A week after the 2012 elections, here's a look at some of the changes in the social- and digital-media landscape in the U.S. since 2008.

Sree Sreenivasan
Sree, who teaches digital media at Columbia, is the university's first chief digital officer.
Sree Sreenivasan
7 min read
This tweet by @BarackObama is an example of how Twitter has become a part of the political mainstream.

In social media, as in politics, four years is an eternity.

That's an example of a tweetable thought -- pithy and likely to be shared -- that you find sprinkled throughout social media these days.

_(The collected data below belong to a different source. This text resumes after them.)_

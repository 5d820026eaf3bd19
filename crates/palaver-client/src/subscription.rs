//! Per-room subscription lifecycle.
//!
//! Each room moves `Unsubscribed -> Subscribing -> Subscribed` at most
//! once and then stays subscribed for the session; reconnect and cleanup
//! belong to the external transport. A failed attach rolls back to
//! `Unsubscribed` so a later join can retry.

use std::collections::HashMap;

use palaver_core::RoomId;

/// Lifecycle of a room's event-stream attachment.
#[derive(Debug, Clone, Copy, PartialEq, Eq, Default)]
pub enum SubscriptionState {
    /// No attachment requested yet.
    #[default]
    Unsubscribed,

    /// Attach request in flight.
    Subscribing,

    /// Stream attached; inbound events for the room are accepted.
    Subscribed,
}

/// Tracks the attach state machine per room.
///
/// Invariant: at most one active subscription per room. Attaching a room
/// that is already subscribing or subscribed is a no-op, not an error.
#[derive(Debug, Default, Clone)]
pub struct SubscriptionManager {
    states: HashMap<RoomId, SubscriptionState>,
}

impl SubscriptionManager {
    /// Create a manager with no subscriptions.
    pub fn new() -> Self {
        Self::default()
    }

    /// Current state for a room.
    pub fn state(&self, room: &RoomId) -> SubscriptionState {
        self.states.get(room).copied().unwrap_or_default()
    }

    /// Whether inbound events for the room should be accepted.
    pub fn is_subscribed(&self, room: &RoomId) -> bool {
        self.state(room) == SubscriptionState::Subscribed
    }

    /// Begin attaching a room's event stream.
    ///
    /// Returns `false` when the room is already subscribing or
    /// subscribed, so the caller issues at most one attach per room.
    pub fn begin_attach(&mut self, room: &RoomId) -> bool {
        match self.state(room) {
            SubscriptionState::Unsubscribed => {
                self.states.insert(room.clone(), SubscriptionState::Subscribing);
                true
            },
            SubscriptionState::Subscribing | SubscriptionState::Subscribed => false,
        }
    }

    /// Mark an attach as completed.
    pub fn confirm(&mut self, room: &RoomId) {
        self.states.insert(room.clone(), SubscriptionState::Subscribed);
    }

    /// Roll back a failed attach so a later join can retry.
    pub fn abort(&mut self, room: &RoomId) {
        self.states.remove(room);
    }

    /// Number of rooms currently in `Subscribed`.
    pub fn subscribed_count(&self) -> usize {
        self.states.values().filter(|s| **s == SubscriptionState::Subscribed).count()
    }
}
//! In-memory chat service fake.
//!
//! Implements the `ChatService` contract against purely local state and
//! records every delegated call so tests can assert on the side effects
//! the controller produced. Cloning shares the underlying state, so a
//! test can hand one clone to the controller and keep another as probe.

use std::collections::{HashMap, HashSet};
use std::sync::{Arc, Mutex, MutexGuard, PoisonError};

use async_trait::async_trait;
use palaver_core::{
    ChatService, MembershipChange, MessageId, Room, RoomId, RoomOptions, ServiceError, UserId,
};

/// Record of one delegated call, for test assertions.
#[derive(Debug, Clone, PartialEq, Eq)]
pub enum ServiceCall {
    /// `create_room` was invoked.
    CreateRoom {
        /// Requested room name.
        name: String,
    },
    /// `add_user_to_room` was invoked.
    AddUser {
        /// Member being added.
        user_id: UserId,
        /// Target room.
        room_id: RoomId,
    },
    /// `remove_user_from_room` was invoked.
    RemoveUser {
        /// Member being removed.
        user_id: UserId,
        /// Target room.
        room_id: RoomId,
    },
    /// `leave_room` was invoked.
    LeaveRoom {
        /// Room being left.
        room_id: RoomId,
    },
    /// `set_read_cursor` was invoked.
    SetReadCursor {
        /// Target room.
        room_id: RoomId,
        /// Persisted position.
        position: MessageId,
    },
    /// `send_message` was invoked.
    SendMessage {
        /// Target room.
        room_id: RoomId,
        /// Message body.
        body: String,
    },
    /// `subscribe_to_room` was invoked.
    Subscribe {
        /// Room whose stream was attached.
        room_id: RoomId,
    },
}

struct Inner {
    me: UserId,
    display_name: String,
    rooms: HashMap<RoomId, Room>,
    cursors: HashMap<RoomId, MessageId>,
    subscriptions: HashSet<RoomId>,
    calls: Vec<ServiceCall>,
    fail_next: Option<ServiceError>,
    next_room: u64,
    clock_ms: u64,
}

/// Shared-state in-memory implementation of `ChatService`.
#[derive(Clone)]
pub struct FakeChatService {
    inner: Arc<Mutex<Inner>>,
}

impl FakeChatService {
    /// Create a fake for the given authenticated user.
    pub fn new(me: impl Into<String>) -> Self {
        let me = me.into();
        Self {
            inner: Arc::new(Mutex::new(Inner {
                display_name: me.clone(),
                me: UserId::new(me),
                rooms: HashMap::new(),
                cursors: HashMap::new(),
                subscriptions: HashSet::new(),
                calls: Vec::new(),
                fail_next: None,
                next_room: 0,
                clock_ms: 1_000,
            })),
        }
    }

    fn lock(&self) -> MutexGuard<'_, Inner> {
        self.inner.lock().unwrap_or_else(PoisonError::into_inner)
    }

    /// Seed a room the user already belongs to.
    pub fn seed_room(&self, room: Room) {
        let mut inner = self.lock();
        inner.rooms.insert(room.id.clone(), room);
    }

    /// Seed a server-known read cursor.
    pub fn seed_cursor(&self, room_id: RoomId, position: MessageId) {
        self.lock().cursors.insert(room_id, position);
    }

    /// Make the next delegated async operation fail with `error`.
    pub fn fail_next(&self, error: ServiceError) {
        self.lock().fail_next = Some(error);
    }

    /// Every delegated call so far, in order.
    pub fn calls(&self) -> Vec<ServiceCall> {
        self.lock().calls.clone()
    }

    /// Number of attach calls issued for a room.
    pub fn subscribe_count(&self, room_id: &RoomId) -> usize {
        self.lock()
            .calls
            .iter()
            .filter(|call| matches!(call, ServiceCall::Subscribe { room_id: r } if r == room_id))
            .count()
    }

    /// The cursor the service currently holds for a room.
    pub fn cursor(&self, room_id: &RoomId) -> Option<MessageId> {
        self.lock().cursors.get(room_id).copied()
    }

    /// Whether the service still lists the user in a room.
    pub fn has_room(&self, room_id: &RoomId) -> bool {
        self.lock().rooms.contains_key(room_id)
    }

    fn take_failure(inner: &mut Inner) -> Result<(), ServiceError> {
        match inner.fail_next.take() {
            Some(error) => Err(error),
            None => Ok(()),
        }
    }
}

#[async_trait]
impl ChatService for FakeChatService {
    fn id(&self) -> UserId {
        self.lock().me.clone()
    }

    fn display_name(&self) -> String {
        self.lock().display_name.clone()
    }

    fn rooms(&self) -> Vec<Room> {
        self.lock().rooms.values().cloned().collect()
    }

    fn read_cursor(&self, room_id: &RoomId) -> Option<MessageId> {
        self.lock().cursors.get(room_id).copied()
    }

    async fn create_room(&self, options: RoomOptions) -> Result<Room, ServiceError> {
        let mut inner = self.lock();
        inner.calls.push(ServiceCall::CreateRoom { name: options.name.clone() });
        Self::take_failure(&mut inner)?;

        inner.next_room += 1;
        inner.clock_ms += 1;
        let id = RoomId::new(format!("room-{}", inner.next_room));
        let mut member_ids = vec![inner.me.clone()];
        member_ids.extend(options.add_user_ids);
        let room = Room {
            id: id.clone(),
            name: options.name,
            private: options.private,
            member_ids,
            created_at_ms: inner.clock_ms,
            last_activity_ms: inner.clock_ms,
        };
        inner.rooms.insert(id, room.clone());
        Ok(room)
    }

    async fn add_user_to_room(&self, change: MembershipChange) -> Result<Room, ServiceError> {
        let mut inner = self.lock();
        inner.calls.push(ServiceCall::AddUser {
            user_id: change.user_id.clone(),
            room_id: change.room_id.clone(),
        });
        Self::take_failure(&mut inner)?;

        let room = inner
            .rooms
            .get_mut(&change.room_id)
            .ok_or_else(|| ServiceError::UnknownRoom(change.room_id.clone()))?;
        if !room.member_ids.contains(&change.user_id) {
            room.member_ids.push(change.user_id);
        }
        Ok(room.clone())
    }

    async fn remove_user_from_room(&self, change: MembershipChange) -> Result<Room, ServiceError> {
        let mut inner = self.lock();
        inner.calls.push(ServiceCall::RemoveUser {
            user_id: change.user_id.clone(),
            room_id: change.room_id.clone(),
        });
        Self::take_failure(&mut inner)?;

        let room = inner
            .rooms
            .get_mut(&change.room_id)
            .ok_or_else(|| ServiceError::UnknownRoom(change.room_id.clone()))?;
        room.member_ids.retain(|member| *member != change.user_id);
        Ok(room.clone())
    }

    async fn leave_room(&self, room_id: &RoomId) -> Result<(), ServiceError> {
        let mut inner = self.lock();
        inner.calls.push(ServiceCall::LeaveRoom { room_id: room_id.clone() });
        Self::take_failure(&mut inner)?;

        inner
            .rooms
            .remove(room_id)
            .map(|_| ())
            .ok_or_else(|| ServiceError::UnknownRoom(room_id.clone()))
    }

    async fn set_read_cursor(
        &self,
        room_id: &RoomId,
        position: MessageId,
    ) -> Result<(), ServiceError> {
        let mut inner = self.lock();
        inner
            .calls
            .push(ServiceCall::SetReadCursor { room_id: room_id.clone(), position });
        Self::take_failure(&mut inner)?;
        inner.cursors.insert(room_id.clone(), position);
        Ok(())
    }

    async fn send_message(&self, room_id: &RoomId, body: String) -> Result<(), ServiceError> {
        let mut inner = self.lock();
        inner.calls.push(ServiceCall::SendMessage { room_id: room_id.clone(), body });
        Self::take_failure(&mut inner)?;
        Ok(())
    }

    async fn subscribe_to_room(&self, room_id: &RoomId) -> Result<(), ServiceError> {
        let mut inner = self.lock();
        inner.calls.push(ServiceCall::Subscribe { room_id: room_id.clone() });
        Self::take_failure(&mut inner)?;
        inner.subscriptions.insert(room_id.clone());
        Ok(())
    }
}
//! Chat service contract.
//!
//! The authenticated user handle the auth layer gives the session
//! controller. Production implementations wrap the external pub/sub
//! client (which owns reconnect and wire-level dedup); `palaver-harness`
//! provides an in-memory fake for tests.

use async_trait::async_trait;
use thiserror::Error;

use crate::types::{MembershipChange, MessageId, Room, RoomId, RoomOptions, UserId};

/// Failures from delegated service operations.
#[derive(Debug, Clone, PartialEq, Eq, Error)]
pub enum ServiceError {
    /// The service rejected the request.
    #[error("request rejected: {reason}")]
    Rejected {
        /// Service-provided reason.
        reason: String,
    },

    /// The room is unknown to the service.
    #[error("unknown room: {0}")]
    UnknownRoom(RoomId),

    /// The user is unknown to the service.
    #[error("unknown user: {0}")]
    UnknownUser(UserId),

    /// Transport-level failure reaching the service.
    #[error("transport failure: {reason}")]
    Transport {
        /// Description of the transport failure.
        reason: String,
    },
}

/// Authenticated user handle exposed by the auth/session layer.
///
/// Async operations run to completion or failure: the core issues no
/// retries and applies no timeouts. Between issuing a request and its
/// completion, events for unrelated rooms may interleave freely.
#[async_trait]
pub trait ChatService: Send + Sync {
    /// Identifier of the authenticated user.
    fn id(&self) -> UserId;

    /// Display name of the authenticated user.
    fn display_name(&self) -> String;

    /// Rooms the user currently belongs to.
    fn rooms(&self) -> Vec<Room>;

    /// Server-known read cursor for a room, if one was ever set.
    fn read_cursor(&self, room_id: &RoomId) -> Option<MessageId>;

    /// Create a room and return it.
    async fn create_room(&self, options: RoomOptions) -> Result<Room, ServiceError>;

    /// Add a member to a room. Returns the refreshed room.
    async fn add_user_to_room(&self, change: MembershipChange) -> Result<Room, ServiceError>;

    /// Remove another member from a room. Returns the refreshed room.
    ///
    /// Self-removal is a distinct server operation: use
    /// [`ChatService::leave_room`] instead.
    async fn remove_user_from_room(&self, change: MembershipChange) -> Result<Room, ServiceError>;

    /// Leave a room voluntarily.
    async fn leave_room(&self, room_id: &RoomId) -> Result<(), ServiceError>;

    /// Persist the read cursor for a room.
    async fn set_read_cursor(
        &self,
        room_id: &RoomId,
        position: MessageId,
    ) -> Result<(), ServiceError>;

    /// Send a message to a room. Delivery echoes back through the event
    /// stream like any other inbound message.
    async fn send_message(&self, room_id: &RoomId, body: String) -> Result<(), ServiceError>;

    /// Attach the event stream for a room.
    async fn subscribe_to_room(&self, room_id: &RoomId) -> Result<(), ServiceError>;
}

#[cfg(test)]
mod tests {
    use super::*;

    #[test]
    fn error_display() {
        let err = ServiceError::UnknownRoom(RoomId::from("general"));
        assert_eq!(err.to_string(), "unknown room: general");

        let err = ServiceError::Rejected { reason: "not a member".to_owned() };
        assert_eq!(err.to_string(), "request rejected: not a member");
    }
}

The mild pressure to come up with re-tweetable posts is just one of the ways things have changed for me social-media-wise since the 2008 election, the first U.S. presidential election where social media was part of the equation.

Here are eight developments worth noting:

1. Facebook: 2008 was, indeed, a long time ago. At the end of that August, Mark Zuckerberg announced that his service had crossed 100 million users, a far cry from the billion milestone it would hit within four years:

We hit a big milestone today -- 100 million people around the world are now using Facebook. This is a really gratifying moment for us because it means a lot that you have decided that Facebook is a good, trusted place for you to share your lives with your friends. So we just wanted to take this moment to say, "thanks."

Facebook has grown, not just in terms of user numbers, but also in terms of influence and global reach. In these four years, it's also become a place for business, playing a central role in the marketing and outreach strategies of consumer-oriented companies and brands around the world. Figuring out what works on Facebook has become an obsession in some quarters, as we see in this October post by a so-called social-media expert.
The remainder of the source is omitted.